Waivers – Hardship

In life, mistakes are going to happen. Lapses of judgements are going to be made, even big ones. However, when…

In life, mistakes are going to happen. Lapses of judgements are going to be made, even big ones. However, when you consider the immigration process, the mistakes that we make can be critical. An arrest or a violation of immigration status can end in deportation. This could mean permanent separation from family and the end of your American dream. However, there is something that you can do in regards to being found “inadmissible” to come or remain in the U.S.

United States Citizenship and Immigration Services (USCIS) allows individuals to appeal denial decisions or file motions to reopen a case or reconsider their decision. The immigration attorneys at U.S. Immigration Law Counsel can file the appropriate paperwork and make sure that your rights are defended.


USCIS finds immigrants inadmissible if they have been convicted of specific crimes, are in violation of their immigration status or have previously been deported. In each of these cases, the individual can apply to have an inadmissibility decision waived. Immigrants can pursue the following waivers:

I-601 Waiver: This waiver may be granted to individuals who would like to waive a USCIS inadmissibility ruling of immigration violations such as unlawful entry or presence in the U.S. or staying beyond the time frame of your visa. Certain crimes that lead to an inadmissibility ruling can apply to this waiver as well. It must be demonstrated that the removal of the individual would cause an “extreme hardship” to the individual’s spouse, family or relatives. Examples of extreme hardship include the poor health of applicant’s family member, the loss of educational opportunities for applicant’s children, and applicant’s financial situation. The spouse or unmarried children (under 21 years of age) of a U.S. citizen may apply for an I-601A waiver to overcome the same set of circumstances.

I-212 Waiver: Foreign nationals who have been removed from the U.S. may apply for this waiver. It allows them to enter the U.S. before the end of their designated period out of the country. When reviewing an I-212 waiver, the USCIS considers an individual’s character, familial responsibilities, job status (is the job important to the U.S.), and the basis of the deportation, among many other items.


There are two types of motions that the Board of Immigration Appeals (BIA).

Motion to Reopen: This is an official request to review a decision in an immigration case.
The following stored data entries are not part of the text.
use std::process::Command;

fn main() {
    // Prefer CIRCUS_VERSION env var if set (e.g., by CI release workflow),
    // otherwise fall back to git describe for local development builds.
    if let Ok(version) = std::env::var("CIRCUS_VERSION") {
        println!("cargo:rustc-env=CIRCUS_VERSION={version}");
    } else if let Ok(output) = Command::new("git")
        .args(["describe", "--tags", "--always", "--dirty"])
        .output()
        && output.status.success()
    {
        let version = String::from_utf8_lossy(&output.stdout).trim().to_string();
        println!("cargo:rustc-env=CIRCUS_VERSION={version}");
    }

    // Re-run if git HEAD changes or env var changes
    println!("cargo:rerun-if-changed=.git/HEAD");
    println!("cargo:rerun-if-changed=.git/refs/");
    println!("cargo:rerun-if-env-changed=CIRCUS_VERSION");
}
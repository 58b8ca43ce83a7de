//! `fc sync`: archive the dotfiles and encrypt the archive for transfer.
//!
//! Both external dependencies are resolved before anything is written, so a
//! missing tool never leaves a partial artifact behind.

use std::io::Write;
use std::path::PathBuf;

use crate::error::PluginError;

use super::{Plugin, PluginContext, PluginIo, tool_stdout};

/// Environment variable naming the GPG recipient for the encrypted archive.
pub const RECIPIENT_VAR: &str = "GPG_RECIPIENT_ID";

pub struct Sync;

impl Plugin for Sync {
    fn name(&self) -> &'static str {
        "sync"
    }

    fn summary(&self) -> &'static str {
        "Create an encrypted archive of the dotfiles"
    }

    fn run(
        &self,
        args: &[String],
        ctx: &PluginContext,
        io: &mut PluginIo,
    ) -> Result<(), PluginError> {
        // Resolve every dependency up front; a missing encryption tool must
        // not leave an unencrypted archive on disk.
        let tar = ctx
            .resolver
            .resolve("tar")
            .map_err(|_| PluginError::MissingTool("This command requires 'tar'.".to_string()))?;
        let gpg = ctx
            .resolver
            .resolve("gpg")
            .map_err(|_| PluginError::MissingTool("GPG is not installed.".to_string()))?;
        let recipient = ctx
            .env
            .get(RECIPIENT_VAR)
            .filter(|v| !v.is_empty())
            .ok_or_else(|| {
                PluginError::Usage(format!("{RECIPIENT_VAR} is not set."))
            })?
            .clone();

        let archive: PathBuf = args.first().map_or_else(
            || ctx.home.join("circus-sync.tar.gz"),
            PathBuf::from,
        );
        let encrypted = {
            let mut name = archive.as_os_str().to_owned();
            name.push(".gpg");
            PathBuf::from(name)
        };

        let archive_str = archive.display().to_string();
        let home_str = ctx.home.display().to_string();
        tool_stdout(ctx, &tar, &["-czf", &archive_str, "-C", &home_str, ".dotfiles"])?;

        let encrypted_str = encrypted.display().to_string();
        tool_stdout(
            ctx,
            &gpg,
            &[
                "--batch",
                "--yes",
                "--recipient",
                &recipient,
                "--output",
                &encrypted_str,
                "--encrypt",
                &archive_str,
            ],
        )?;

        // The plaintext archive is only an intermediate.
        let _ = std::fs::remove_file(&archive);

        writeln!(io.out, "Encrypted backup created at {encrypted_str}")
            .map_err(|e| PluginError::Failed(e.to_string()))?;
        Ok(())
    }
}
In this motion, you will have the opportunity to present information, including new evidence that was not discovered when the case was initially presented.

Motion to Reconsider: This is an official request to challenge an initial ruling based on what is considered “alleged errors of fact or law”. In a Motion to Reconsider, an individual must show why the initial ruling was incorrect and, therefore, should be altered.

Motions to Reopen before the BIA are only allowed for 90 days from the date of decision, while Motions to Reconsider before the BIA are given 30 days.